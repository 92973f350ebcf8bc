// SPDX-License-Identifier: MIT OR Apache-2.0
// Copyright (c) 2025 climprep contributors

//! Graph command - visualize recipe dependencies

use miette::Result;

use super::prepare::with_recovery;
use super::{GraphFormat, RecipeArgs};
use crate::recipe::{DependencyGraph, Resolver};

/// Run the graph command
pub async fn run(args: RecipeArgs, format: GraphFormat, _verbose: bool) -> Result<()> {
    let recipe = args.load().map_err(with_recovery)?;
    let dag = DependencyGraph::build(&recipe);

    let output = match format {
        GraphFormat::Text => {
            // Store contents are not consulted here
            let plan = Resolver::new(&recipe)
                .with_materialized(Resolver::undeclared_references(&recipe))
                .resolve_all()
                .map_err(with_recovery)?;
            dag.to_text(&plan)
        }
        GraphFormat::Dot => dag.to_dot(),
        GraphFormat::Mermaid => dag.to_mermaid(),
    };

    println!("{}", output);

    Ok(())
}
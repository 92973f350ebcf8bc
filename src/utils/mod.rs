// SPDX-License-Identifier: MIT OR Apache-2.0
// Copyright (c) 2025 climprep contributors

//! Utility modules
//!
//! Common utilities for the climprep CLI.

pub mod colors;

pub use colors::*;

──────────────────────────────

*Work to complete*
Count the lines above that contain the word "Result". Write only the number.

*Task output*
2